The CCG with the biggest deficit in England has said that ‘GP variation’ in QIPP cost-saving plans is partly to blame for its £29m shortfall, having already clawed back money earned by practices.
Bedfordshire CCG is struggling to get its finances under control after running up the deficit and last month told GP practices it would be using money they had earned through prescribing incentive schemes to help pay off some of the debt.
Board papers from December revealed the CCG now wants to tackle GP variation in QIPP measures, citing this as a ‘major contributer’ to its failure to deliver on its savings targets for the year.
The QIPP programme involves various strategies aimed at delivering the ‘Nicholson challenge’ of making £20bn worth of savings in the NHS between 2011/12 and 2014/2015.
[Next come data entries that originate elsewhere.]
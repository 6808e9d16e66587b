mod court_schedule;
mod error;
mod shared;

pub use court_schedule::*;
pub use error::CourtSchedulerError;
pub use shared::notification::{
    Notification, NotificationKind, Notifier, RecordingNotifier, TracingNotifier,
};
pub use shared::usecase::{execute, UseCase};
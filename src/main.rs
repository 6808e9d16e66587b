mod telemetry;

use anyhow::Context;
use clap::Parser;
use court_scheduler_api::{submit_court_schedule_controller, TracingNotifier};
use court_scheduler_domain::{CourtScheduleForm, ID};
use court_scheduler_infra::setup_context;
use std::path::PathBuf;
use telemetry::{get_subscriber, init_subscriber};

/// Writes the weekly availability and an optional off-day of a court to the
/// court booking API.
#[derive(Parser, Debug)]
#[command(version, about)]
struct Args {
    /// Id of the court to update
    #[arg(long)]
    court: ID,
    /// JSON file holding the court schedule form
    #[arg(long)]
    form: PathBuf,
    /// Validate the form and print the payloads without sending them
    #[arg(long)]
    dry_run: bool,
}

#[tokio::main]
async fn main() -> anyhow::Result<()> {
    openssl_probe::init_ssl_cert_env_vars();

    let subscriber = get_subscriber("court_scheduler".into(), "info".into());
    init_subscriber(subscriber)?;

    let args = Args::parse();
    let form = std::fs::read_to_string(&args.form)
        .with_context(|| format!("Unable to read form file: {}", args.form.display()))?;
    let form: CourtScheduleForm =
        serde_json::from_str(&form).context("The form file is not a valid court schedule form")?;

    let ctx = setup_context();

    let plan = if args.dry_run {
        form.build_plan(ctx.sys.now_in(&ctx.config.timezone))?
    } else {
        submit_court_schedule_controller(args.court, form, &ctx, &TracingNotifier).await?
    };

    println!("{}", serde_json::to_string_pretty(&plan)?);
    Ok(())
}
Minutes from Bedfordshire CCG’s December board meeting discussing the financial recovery plan stated: ‘The level of QIPP savings advised at the beginning of the year have not been delivered – GP variation is a major contributor to this. Reviews have been put in place with localities with relation to reviewing this, however may not deliver much within year.
‘JC advised we must focus on the things we can impact – eg QIPP delivery, locality plans and achieve to the best of our ability. Although we will still have a deficit, we will know we have done the best we can. Also improving quality at the same time.’
Bedfordshire CCG told Pulse the variation had contributed to the £29 million forecast deficit but that practices were continuing to try to improve on QIPP areas such as management of long-term conditions and referrals before the year end.
In a statement, the CCG said: ‘Improving GP variation accounts for less than 14% of our annual savings plan. While we have seen some excellent practice from local GPs in 2014/15, we continue to have levels of variation between our practices that we collectively aspire to improve.
‘This has contributed to our forecast deficit for 2014/15 of £28.8 million, however we know practices are continuing to try to improve on this before the financial year ends. In doing this, our practices are developing consistent mechanisms for improving their management of long-term conditions and support for patients. They are also sharing pathways and audits on clinical practice including referrals.
‘Furthermore we have recently introduced a scheme to improve the quality and consistency of end-of-life care for our patients, which is co-ordinated by GP practices.’